SUPPLIED RECORDS:
▶
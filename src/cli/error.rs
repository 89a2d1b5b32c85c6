//! CLI-level errors (wraps core errors)

use thiserror::Error;

use crate::errors::TreeError;

/// CLI errors are the top-level error type.
/// These are what get displayed to the user.
#[derive(Error, Debug)]
pub enum CliError {
    #[error("{0}")]
    Tree(#[from] TreeError),

    #[error("invalid arguments: {0}")]
    InvalidArgs(String),
}

/// Result type for CLI operations.
pub type CliResult<T> = Result<T, CliError>;

impl CliError {
    /// Get the appropriate exit code for this error.
    pub fn exit_code(&self) -> i32 {
        match self {
            CliError::InvalidArgs(_) => crate::exitcode::USAGE,
            CliError::Tree(e) => match e {
                TreeError::FileNotFound(_) => crate::exitcode::NOINPUT,
                TreeError::FileReadError(_) => crate::exitcode::IOERR,
                TreeError::InvalidFormat { .. } => crate::exitcode::DATAERR,
                TreeError::Irreducible { .. } => crate::exitcode::DATAERR,
                TreeError::InternalError(_) => crate::exitcode::SOFTWARE,
            },
        }
    }
}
◀
WORK INSTRUCTIONS:
All lines from the one containing "pub type CliResult<T> = Result<T, CliError>;" through the end of the listing above are to be restated word for word, and no others.

SOLVED EXERCISE:
pub type CliResult<T> = Result<T, CliError>;

impl CliError {
    /// Get the appropriate exit code for this error.
    pub fn exit_code(&self) -> i32 {
        match self {
            CliError::InvalidArgs(_) => crate::exitcode::USAGE,
            CliError::Tree(e) => match e {
                TreeError::FileNotFound(_) => crate::exitcode::NOINPUT,
                TreeError::FileReadError(_) => crate::exitcode::IOERR,
                TreeError::InvalidFormat { .. } => crate::exitcode::DATAERR,
                TreeError::Irreducible { .. } => crate::exitcode::DATAERR,
                TreeError::InternalError(_) => crate::exitcode::SOFTWARE,
            },
        }
    }
}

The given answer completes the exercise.